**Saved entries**

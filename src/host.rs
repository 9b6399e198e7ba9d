//! Bundler host seam.
//!
//! The crate never bundles code itself. A [`BundlerHost`] receives every
//! [`BuildEntry`] as an input, runs the crate's [`CrxPlugin`] hooks over the
//! code it loads and reports what it emitted. [`PassthroughHost`] is the
//! reference host: one output per distinct source file, content-hashed
//! names, no transpiling.

use std::collections::{BTreeMap, HashMap};
use std::path::PathBuf;

use crate::manifest::ExecutionWorld;
use crate::plugin::CrxPlugin;
use crate::resolver::{BuildEntry, EntryId, EntryKind};
use crate::utils;
use crate::CrxError;

// ---------------------------------------------------------------------------
// Emitted Output
// ---------------------------------------------------------------------------

#[derive(Debug, Clone, PartialEq, Eq)]
pub enum EmittedSource {
    Text(String),
    Binary(Vec<u8>),
}

impl EmittedSource {
    pub fn as_bytes(&self) -> &[u8] {
        match self {
            EmittedSource::Text(text) => text.as_bytes(),
            EmittedSource::Binary(bytes) => bytes,
        }
    }

    pub fn as_text(&self) -> Option<&str> {
        match self {
            EmittedSource::Text(text) => Some(text),
            EmittedSource::Binary(_) => None,
        }
    }
}

/// One file written by the bundler.
#[derive(Debug, Clone, PartialEq)]
pub struct EmittedFile {
    /// Output path relative to the output directory.
    pub file_name: String,
    pub source: EmittedSource,
    /// Entries this file is the output of. Empty for generated files.
    pub entries: Vec<EntryId>,
    /// Source paths bundled into this file.
    pub modules: Vec<String>,
}

/// Everything a host emitted for one build.
#[derive(Debug, Clone, Default)]
pub struct BundleOutputs {
    files: Vec<EmittedFile>,
}

impl BundleOutputs {
    pub fn new() -> Self {
        Self::default()
    }

    pub fn push(&mut self, file: EmittedFile) {
        self.files.push(file);
    }

    /// Add a file that no entry produced (loaders, reload clients).
    pub fn push_generated(&mut self, file_name: impl Into<String>, code: String) {
        self.files.push(EmittedFile {
            file_name: file_name.into(),
            source: EmittedSource::Text(code),
            entries: Vec::new(),
            modules: Vec::new(),
        });
    }

    pub fn get(&self, file_name: &str) -> Option<&EmittedFile> {
        self.files.iter().find(|f| f.file_name == file_name)
    }

    pub fn get_mut(&mut self, file_name: &str) -> Option<&mut EmittedFile> {
        self.files.iter_mut().find(|f| f.file_name == file_name)
    }

    /// Output file name of an entry.
    pub fn file_for_entry(&self, id: EntryId) -> Option<&str> {
        self.files
            .iter()
            .find(|f| f.entries.contains(&id))
            .map(|f| f.file_name.as_str())
    }

    pub fn iter(&self) -> impl Iterator<Item = &EmittedFile> {
        self.files.iter()
    }

    pub fn iter_mut(&mut self) -> impl Iterator<Item = &mut EmittedFile> {
        self.files.iter_mut()
    }

    pub fn len(&self) -> usize {
        self.files.len()
    }

    pub fn is_empty(&self) -> bool {
        self.files.is_empty()
    }

    /// Files keyed by name. A later file with the same name replaces an
    /// earlier one.
    pub fn into_map(self) -> BTreeMap<String, EmittedSource> {
        self.files
            .into_iter()
            .map(|f| (f.file_name, f.source))
            .collect()
    }
}

// ---------------------------------------------------------------------------
// Host Trait
// ---------------------------------------------------------------------------

/// The bundler the build layer drives.
pub trait BundlerHost {
    /// Register a discovered entry as a bundler input.
    fn add_input(&mut self, entry: &BuildEntry) -> Result<(), CrxError>;

    /// Register generated code to be emitted verbatim under `file_name`.
    fn add_virtual_input(&mut self, file_name: &str, code: String) -> Result<(), CrxError>;

    /// Run the bundler. `plugin` must see every script the host loads.
    fn finish(&mut self, plugin: &mut CrxPlugin) -> Result<BundleOutputs, CrxError>;
}

// ---------------------------------------------------------------------------
// Passthrough Host
// ---------------------------------------------------------------------------

/// Copies inputs from the project root, one output per distinct source.
///
/// - scripts go through [`CrxPlugin::transform`] and are renamed to
///   `assets/<stem>.<hash>.js`
/// - dynamic scripts get one output per execution world, named
///   `assets/<stem>.<world>.<hash>.js`
/// - HTML pages keep their source path, so URLs inside the extension stay
///   valid
/// - styles and static assets are content-hashed like scripts
#[derive(Debug)]
pub struct PassthroughHost {
    root: PathBuf,
    inputs: Vec<BuildEntry>,
    virtual_inputs: Vec<(String, String)>,
}

impl PassthroughHost {
    pub fn new(root: impl Into<PathBuf>) -> Self {
        Self {
            root: root.into(),
            inputs: Vec::new(),
            virtual_inputs: Vec::new(),
        }
    }

    fn emit_source(
        &self,
        source_path: &str,
        kind: EntryKind,
        world: Option<ExecutionWorld>,
        plugin: &mut CrxPlugin,
    ) -> Result<(String, EmittedSource), CrxError> {
        let bytes = std::fs::read(self.root.join(source_path))?;

        if kind == EntryKind::HtmlPage || utils::is_html_path(source_path) {
            let name = source_path.to_string();
            return Ok((name, into_source(bytes)));
        }

        if utils::is_script_path(source_path) {
            let code = String::from_utf8(bytes).map_err(|_| {
                CrxError::BundlerError(format!("{} is not valid UTF-8", source_path))
            })?;
            let code = plugin.transform(&code, source_path)?.unwrap_or(code);
            let name = match world {
                Some(world) => {
                    utils::hashed_variant_file_name(source_path, world.as_str(), code.as_bytes())
                }
                None => utils::hashed_file_name(source_path, code.as_bytes()),
            };
            return Ok((name, EmittedSource::Text(code)));
        }

        let name = utils::hashed_file_name(source_path, &bytes);
        Ok((name, into_source(bytes)))
    }
}

fn into_source(bytes: Vec<u8>) -> EmittedSource {
    match String::from_utf8(bytes) {
        Ok(text) => EmittedSource::Text(text),
        Err(e) => EmittedSource::Binary(e.into_bytes()),
    }
}

impl BundlerHost for PassthroughHost {
    fn add_input(&mut self, entry: &BuildEntry) -> Result<(), CrxError> {
        self.inputs.push(entry.clone());
        Ok(())
    }

    fn add_virtual_input(&mut self, file_name: &str, code: String) -> Result<(), CrxError> {
        if self.virtual_inputs.iter().any(|(name, _)| name == file_name) {
            return Err(CrxError::BundlerError(format!(
                "virtual input '{}' added twice",
                file_name
            )));
        }
        self.virtual_inputs.push((file_name.to_string(), code));
        Ok(())
    }

    fn finish(&mut self, plugin: &mut CrxPlugin) -> Result<BundleOutputs, CrxError> {
        let mut outputs = BundleOutputs::new();
        let mut by_source: HashMap<(String, Option<ExecutionWorld>), usize> = HashMap::new();

        let inputs = std::mem::take(&mut self.inputs);
        for entry in &inputs {
            // Each world injects its own copy of a dynamic script.
            let world = match entry.kind {
                EntryKind::DynamicScript => Some(entry.execution_world.unwrap_or_default()),
                _ => None,
            };
            let key = (entry.source_path.clone(), world);
            if let Some(&idx) = by_source.get(&key) {
                if let Some(file) = outputs.files.get_mut(idx) {
                    file.entries.push(entry.id);
                }
                continue;
            }
            let (file_name, source) =
                self.emit_source(&entry.source_path, entry.kind, world, plugin)?;
            tracing::debug!(source = %entry.source_path, output = %file_name, "emitted");
            by_source.insert(key, outputs.files.len());
            outputs.push(EmittedFile {
                file_name,
                source,
                entries: vec![entry.id],
                modules: vec![entry.source_path.clone()],
            });
        }

        for (file_name, code) in std::mem::take(&mut self.virtual_inputs) {
            outputs.push_generated(file_name, code);
        }
        Ok(outputs)
    }
}

#[cfg(test)]
mod tests {
    use super::*;
    use crate::registry::VirtualAssetRegistry;
    use crate::resolver::EntryId;
    use std::fs;

    fn entry(id: usize, path: &str, kind: EntryKind) -> BuildEntry {
        BuildEntry {
            id: EntryId(id),
            source_path: path.into(),
            kind,
            execution_world: None,
            module: false,
            manifest_location: None,
            logical_id: None,
            referrer: None,
        }
    }

    #[test]
    fn passthrough_dedupes_by_source() {
        let dir = tempfile::tempdir().unwrap();
        fs::write(dir.path().join("a.js"), "console.log(1);").unwrap();
        fs::write(dir.path().join("popup.html"), "<html></html>").unwrap();

        let mut host = PassthroughHost::new(dir.path());
        host.add_input(&entry(0, "a.js", EntryKind::ContentScript)).unwrap();
        host.add_input(&entry(1, "a.js", EntryKind::ContentScript)).unwrap();
        host.add_input(&entry(2, "popup.html", EntryKind::HtmlPage)).unwrap();
        host.add_virtual_input("client.js", "//".into()).unwrap();

        let mut plugin = CrxPlugin::new(VirtualAssetRegistry::new()).unwrap();
        let outputs = host.finish(&mut plugin).unwrap();

        assert_eq!(outputs.len(), 3);
        let script = outputs.file_for_entry(EntryId(0)).unwrap();
        assert!(script.starts_with("assets/a.") && script.ends_with(".js"));
        assert_eq!(outputs.file_for_entry(EntryId(1)), Some(script));
        assert_eq!(outputs.file_for_entry(EntryId(2)), Some("popup.html"));
        assert!(outputs.get("client.js").is_some());
    }

    #[test]
    fn dynamic_scripts_get_one_output_per_world() {
        let dir = tempfile::tempdir().unwrap();
        fs::write(dir.path().join("inject.js"), "console.log(1);").unwrap();

        let dynamic = |id, world| BuildEntry {
            execution_world: Some(world),
            ..entry(id, "inject.js", EntryKind::DynamicScript)
        };
        let mut host = PassthroughHost::new(dir.path());
        host.add_input(&entry(0, "inject.js", EntryKind::ContentScript)).unwrap();
        host.add_input(&dynamic(1, ExecutionWorld::Isolated)).unwrap();
        host.add_input(&dynamic(2, ExecutionWorld::Main)).unwrap();
        host.add_input(&dynamic(3, ExecutionWorld::Main)).unwrap();

        let mut plugin = CrxPlugin::new(VirtualAssetRegistry::new()).unwrap();
        let outputs = host.finish(&mut plugin).unwrap();

        assert_eq!(outputs.len(), 3);
        let isolated = outputs.file_for_entry(EntryId(1)).unwrap();
        let main = outputs.file_for_entry(EntryId(2)).unwrap();
        assert!(isolated.starts_with("assets/inject.isolated."));
        assert!(main.starts_with("assets/inject.main."));
        assert_eq!(outputs.file_for_entry(EntryId(3)), Some(main));
        assert_ne!(outputs.file_for_entry(EntryId(0)), Some(main));
    }

    #[test]
    fn duplicate_virtual_input_is_rejected() {
        let mut host = PassthroughHost::new(".");
        host.add_virtual_input("x.js", String::new()).unwrap();
        assert!(host.add_virtual_input("x.js", String::new()).is_err());
    }

    #[test]
    fn binary_assets_stay_binary() {
        let dir = tempfile::tempdir().unwrap();
        fs::write(dir.path().join("icon.png"), [0x89u8, 0x50, 0xff, 0xfe]).unwrap();

        let mut host = PassthroughHost::new(dir.path());
        host.add_input(&entry(0, "icon.png", EntryKind::StaticAsset)).unwrap();
        let mut plugin = CrxPlugin::new(VirtualAssetRegistry::new()).unwrap();
        let outputs = host.finish(&mut plugin).unwrap();

        let file = outputs.iter().next().unwrap();
        assert!(matches!(file.source, EmittedSource::Binary(_)));
        assert!(file.file_name.ends_with(".png"));
    }
}
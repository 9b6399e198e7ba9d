use crx_bundler::resolver::{ExtensionContext, MemorySourceGraph};
use crx_bundler::{
    CrxError, EntryKind, EntryResolver, ExecutionWorld, ManifestDocument, ManifestLocation,
    ReferenceSite,
};
use pretty_assertions::assert_eq;
use serde_json::json;

// ---------------------------------------------------------------------------
// Helpers
// ---------------------------------------------------------------------------

fn manifest(value: serde_json::Value) -> ManifestDocument {
    ManifestDocument::from_value(value).unwrap()
}

fn graph(files: &[(&str, &str)]) -> MemorySourceGraph {
    files
        .iter()
        .fold(MemorySourceGraph::new().unwrap(), |g, (path, code)| {
            g.with_file(path, code)
        })
}

fn content_manifest(scripts: serde_json::Value) -> ManifestDocument {
    manifest(json!({
        "manifest_version": 3,
        "background": { "service_worker": "src/sw.ts" },
        "content_scripts": scripts
    }))
}

// ============================================================================
// Seeding
// ============================================================================

#[test]
fn one_entry_per_manifest_path_with_its_location() {
    let doc = manifest(json!({
        "manifest_version": 3,
        "background": { "service_worker": "src/sw.ts", "type": "module" },
        "content_scripts": [{ "matches": ["https://*/*"], "js": ["src/cs.ts"], "css": ["src/cs.css"] }],
        "action": { "default_popup": "popup.html" },
        "icons": { "16": "icon.png" },
        "web_accessible_resources": [{ "resources": ["img/*", "inject.js"], "matches": ["<all_urls>"] }]
    }));
    let g = graph(&[
        ("src/sw.ts", ""),
        ("src/cs.ts", ""),
        ("src/cs.css", ""),
        ("popup.html", ""),
        ("icon.png", ""),
        ("inject.js", ""),
    ]);

    let resolved = EntryResolver::new(&doc, &g).resolve().unwrap();
    let summary: Vec<(&str, EntryKind, Option<String>)> = resolved
        .entries
        .iter()
        .map(|e| {
            (
                e.source_path.as_str(),
                e.kind,
                e.manifest_location.as_ref().map(|l| l.to_string()),
            )
        })
        .collect();

    assert_eq!(
        summary,
        vec![
            ("src/sw.ts", EntryKind::ServiceWorker, Some("background.service_worker".into())),
            ("src/cs.ts", EntryKind::ContentScript, Some("content_scripts[0].js[0]".into())),
            ("src/cs.css", EntryKind::Css, Some("content_scripts[0].css[0]".into())),
            ("popup.html", EntryKind::HtmlPage, Some("action.default_popup".into())),
            (
                "inject.js",
                EntryKind::DynamicScript,
                Some("web_accessible_resources[0].resources[1]".into())
            ),
            ("icon.png", EntryKind::StaticAsset, Some("icons.16".into())),
        ]
    );
    assert!(resolved.entries[0].module);
    assert_eq!(
        resolved.entries[1].execution_world,
        Some(ExecutionWorld::Isolated)
    );
}

#[test]
fn missing_manifest_file_names_the_exact_field() {
    let doc = content_manifest(json!([
        { "matches": ["https://a.com/*"], "js": ["src/a.ts"] },
        { "matches": ["https://b.com/*"], "js": ["src/b.ts", "src/gone.ts"] }
    ]));
    let g = graph(&[("src/sw.ts", ""), ("src/a.ts", ""), ("src/b.ts", "")]);

    let err = EntryResolver::new(&doc, &g).resolve().unwrap_err();
    match err {
        CrxError::MissingSourceFile { path, site } => {
            assert_eq!(path, "src/gone.ts");
            assert_eq!(
                site,
                ReferenceSite::Manifest(ManifestLocation::ContentScriptJs {
                    script: 1,
                    index: 1
                })
            );
        }
        other => panic!("expected MissingSourceFile, got {:?}", other),
    }
}

#[test]
fn missing_import_names_the_importer() {
    let doc = content_manifest(json!([{ "matches": ["<all_urls>"], "js": ["src/cs.ts"] }]));
    let g = graph(&[
        ("src/sw.ts", ""),
        ("src/cs.ts", "import { x } from './lib/missing';"),
    ]);

    let err = EntryResolver::new(&doc, &g).resolve().unwrap_err();
    let message = err.to_string();
    assert!(message.contains("src/lib/missing"), "{}", message);
    assert!(message.contains("src/cs.ts"), "{}", message);
    assert!(matches!(
        err,
        CrxError::MissingSourceFile {
            site: ReferenceSite::Import { .. },
            ..
        }
    ));
}

// ============================================================================
// Dynamic Scripts
// ============================================================================

#[test]
fn same_path_and_world_is_one_entry() {
    let doc = content_manifest(json!([
        { "matches": ["https://a.com/*"], "js": ["src/a.ts"] },
        { "matches": ["https://b.com/*"], "js": ["src/b.ts"] }
    ]));
    let g = graph(&[
        ("src/sw.ts", ""),
        ("src/a.ts", "import url from './inject.ts?script';"),
        ("src/b.ts", "import url from './inject?script';"),
        ("src/inject.ts", ""),
    ]);

    let resolved = EntryResolver::new(&doc, &g).resolve().unwrap();
    let dynamic: Vec<_> = resolved
        .entries
        .iter()
        .filter(|e| e.kind == EntryKind::DynamicScript)
        .collect();
    assert_eq!(dynamic.len(), 1);
    assert_eq!(resolved.registry.len(), 1);

    let referrer = dynamic[0].referrer.as_ref().unwrap();
    assert_eq!(referrer.context, ExtensionContext::ContentScript);
    assert_eq!(referrer.matches, vec!["https://a.com/*", "https://b.com/*"]);
    assert!(dynamic[0].needs_web_access());
}

#[test]
fn different_worlds_are_distinct_entries() {
    let doc = content_manifest(json!([{ "matches": ["<all_urls>"], "js": ["src/cs.ts"] }]));
    let g = graph(&[
        ("src/sw.ts", ""),
        (
            "src/cs.ts",
            "import a from './inject.ts?script';\nimport b from './inject.ts?script&main';",
        ),
        ("src/inject.ts", ""),
    ]);

    let resolved = EntryResolver::new(&doc, &g).resolve().unwrap();
    let worlds: Vec<_> = resolved
        .entries
        .iter()
        .filter(|e| e.kind == EntryKind::DynamicScript)
        .map(|e| (e.execution_world, e.logical_id.clone().unwrap()))
        .collect();
    assert_eq!(worlds.len(), 2);
    assert_eq!(worlds[0].0, Some(ExecutionWorld::Isolated));
    assert_eq!(worlds[1].0, Some(ExecutionWorld::Main));
    assert_ne!(worlds[0].1, worlds[1].1);
}

#[test]
fn module_flag_sets_module_output() {
    let doc = content_manifest(json!([{ "matches": ["<all_urls>"], "js": ["src/cs.ts"] }]));
    let g = graph(&[
        ("src/sw.ts", ""),
        ("src/cs.ts", "import m from './m.ts?script&module';"),
        ("src/m.ts", ""),
    ]);
    let resolved = EntryResolver::new(&doc, &g).resolve().unwrap();
    let entry = resolved
        .entries
        .iter()
        .find(|e| e.source_path == "src/m.ts")
        .unwrap();
    assert!(entry.module);
}

#[test]
fn unsupported_script_requests_are_rejected() {
    let cases = [
        "import x from './inject.ts?script&iife';",
        "import x from './inject.ts?script&bogus';",
        "import x from './inject.ts?script&main&isolated';",
        "import x from './inject.ts?script';\nimport y from './inject.ts?script&module';",
    ];
    for code in cases {
        let doc = content_manifest(json!([{ "matches": ["<all_urls>"], "js": ["src/cs.ts"] }]));
        let g = graph(&[("src/sw.ts", ""), ("src/cs.ts", code), ("src/inject.ts", "")]);
        let err = EntryResolver::new(&doc, &g).resolve().unwrap_err();
        assert!(
            matches!(err, CrxError::InvalidScriptImport { .. }),
            "{} gave {:?}",
            code,
            err
        );
    }
}

#[test]
fn dynamic_scripts_are_traversed_in_turn() {
    let doc = content_manifest(json!([{ "matches": ["<all_urls>"], "js": ["src/cs.ts"] }]));
    let g = graph(&[
        ("src/sw.ts", "import page from './page.ts?script&main';"),
        ("src/cs.ts", ""),
        ("src/page.ts", "import deeper from './deeper.ts?script&main';"),
        ("src/deeper.ts", ""),
    ]);
    let resolved = EntryResolver::new(&doc, &g).resolve().unwrap();
    let paths: Vec<_> = resolved
        .entries
        .iter()
        .filter(|e| e.kind == EntryKind::DynamicScript)
        .map(|e| e.source_path.as_str())
        .collect();
    assert_eq!(paths, vec!["src/page.ts", "src/deeper.ts"]);

    // Requested from the worker, so no web access; the nested request comes
    // from the main world and needs it.
    assert!(!resolved.entries[2].needs_web_access());
    assert!(resolved.entries[3].needs_web_access());
}

#[test]
fn content_script_importer_widens_a_worker_requested_script() {
    let doc = content_manifest(json!([{ "matches": ["https://a.com/*"], "js": ["src/cs.ts"] }]));
    let g = graph(&[
        ("src/sw.ts", "import url from './inject.ts?script';"),
        ("src/cs.ts", "import url from './inject.ts?script';"),
        ("src/inject.ts", "import logo from './logo.png';"),
        ("src/logo.png", ""),
    ]);
    let resolved = EntryResolver::new(&doc, &g).resolve().unwrap();

    let inject = resolved
        .entries
        .iter()
        .find(|e| e.kind == EntryKind::DynamicScript)
        .unwrap();
    let referrer = inject.referrer.as_ref().unwrap();
    assert_eq!(referrer.file, "src/cs.ts");
    assert_eq!(referrer.context, ExtensionContext::ContentScript);
    assert_eq!(referrer.matches, vec!["https://a.com/*"]);
    assert!(inject.needs_web_access());

    // The script's own assets follow it onto the page.
    let logo = resolved
        .entries
        .iter()
        .find(|e| e.source_path == "src/logo.png")
        .unwrap();
    assert_eq!(logo.referrer.as_ref().unwrap().matches, vec!["https://a.com/*"]);
}

#[test]
fn web_accessible_scripts_are_traversed_in_the_main_world() {
    let doc = manifest(json!({
        "manifest_version": 3,
        "web_accessible_resources": [
            { "resources": ["src/page.ts"], "matches": ["https://a.com/*"] }
        ]
    }));
    let g = graph(&[
        ("src/page.ts", "import helper from './helper.ts?script&main';"),
        ("src/helper.ts", ""),
    ]);
    let resolved = EntryResolver::new(&doc, &g).resolve().unwrap();

    assert_eq!(resolved.entries[0].kind, EntryKind::DynamicScript);
    assert_eq!(resolved.entries[0].execution_world, Some(ExecutionWorld::Main));

    let helper = &resolved.entries[1];
    assert_eq!(helper.source_path, "src/helper.ts");
    assert_eq!(helper.kind, EntryKind::DynamicScript);
    let referrer = helper.referrer.as_ref().unwrap();
    assert_eq!(referrer.context, ExtensionContext::MainWorld);
    assert_eq!(referrer.matches, vec!["https://a.com/*"]);
    assert!(helper.needs_web_access());
}

// ============================================================================
// Static Assets and Passthrough
// ============================================================================

#[test]
fn content_script_assets_become_web_accessible_entries() {
    let doc = content_manifest(json!([{ "matches": ["https://a.com/*"], "js": ["src/cs.ts"] }]));
    let g = graph(&[
        ("src/sw.ts", "import icon from './logo.png';"),
        ("src/cs.ts", "import logo from './logo.png';\nimport './cs.css';\nimport React from 'react';"),
        ("src/logo.png", ""),
        ("src/cs.css", ""),
    ]);
    let resolved = EntryResolver::new(&doc, &g).resolve().unwrap();
    let assets: Vec<_> = resolved
        .entries
        .iter()
        .filter(|e| e.kind == EntryKind::StaticAsset)
        .collect();
    assert_eq!(assets.len(), 1);
    assert_eq!(assets[0].source_path, "src/logo.png");
    assert!(assets[0].needs_web_access());
    assert_eq!(
        assets[0].referrer.as_ref().unwrap().matches,
        vec!["https://a.com/*"]
    );
}

#[test]
fn reserved_namespace_imports_are_rejected() {
    let doc = content_manifest(json!([{ "matches": ["<all_urls>"], "js": ["src/cs.ts"] }]));
    let g = graph(&[
        ("src/sw.ts", ""),
        ("src/cs.ts", "import x from '\\0crx:dynamic-script:main/x.ts';"),
    ]);
    let err = EntryResolver::new(&doc, &g).resolve().unwrap_err();
    assert!(matches!(err, CrxError::InvalidScriptImport { .. }));
}

// ============================================================================
// HTML Pages
// ============================================================================

#[test]
fn page_references_become_entries() {
    let doc = manifest(json!({
        "manifest_version": 3,
        "action": { "default_popup": "pages/popup.html" },
        "options_page": "pages/options.html"
    }));
    let g = graph(&[
        (
            "pages/popup.html",
            r#"<link rel="stylesheet" href="./popup.css">
               <img src="../img/logo.png">
               <script src="https://cdn.example.com/x.js"></script>
               <script type="module" src="../src/popup.ts"></script>"#,
        ),
        ("pages/options.html", r#"<script src="/src/popup.ts"></script>"#),
        ("pages/popup.css", ""),
        ("img/logo.png", ""),
        ("src/popup.ts", "import inject from './inject.ts?script';\nimport icon from './icon.png';"),
        ("src/inject.ts", ""),
        ("src/icon.png", ""),
    ]);

    let resolved = EntryResolver::new(&doc, &g).resolve().unwrap();
    let summary: Vec<(&str, EntryKind)> = resolved
        .entries
        .iter()
        .map(|e| (e.source_path.as_str(), e.kind))
        .collect();
    assert_eq!(
        summary,
        vec![
            ("pages/popup.html", EntryKind::HtmlPage),
            ("pages/options.html", EntryKind::HtmlPage),
            ("pages/popup.css", EntryKind::Css),
            ("img/logo.png", EntryKind::StaticAsset),
            ("src/popup.ts", EntryKind::PageScript),
            ("src/inject.ts", EntryKind::DynamicScript),
            ("src/icon.png", EntryKind::StaticAsset),
        ]
    );

    let script = &resolved.entries[4];
    let referrer = script.referrer.as_ref().unwrap();
    assert_eq!(referrer.file, "pages/popup.html");
    assert_eq!(referrer.context, ExtensionContext::ExtensionPage);

    // Extension pages load from the extension origin; nothing is exposed.
    assert!(resolved.entries.iter().all(|e| !e.needs_web_access()));
}

#[test]
fn missing_page_reference_names_the_page() {
    let doc = manifest(json!({
        "manifest_version": 3,
        "action": { "default_popup": "popup.html" }
    }));
    let g = graph(&[("popup.html", r#"<script src="./gone.js"></script>"#)]);

    let err = EntryResolver::new(&doc, &g).resolve().unwrap_err();
    assert_eq!(
        err.to_string(),
        "Missing source file 'gone.js' referenced by import './gone.js' in popup.html"
    );
}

**WHAT THE TASK ASKS**
Look through the records above and please copy every line in which the string "transform" occurs.

**COMPLETED EXERCISE**
/// - scripts go through [`CrxPlugin::transform`] and are renamed to
            let code = plugin.transform(&code, source_path)?.unwrap_or(code);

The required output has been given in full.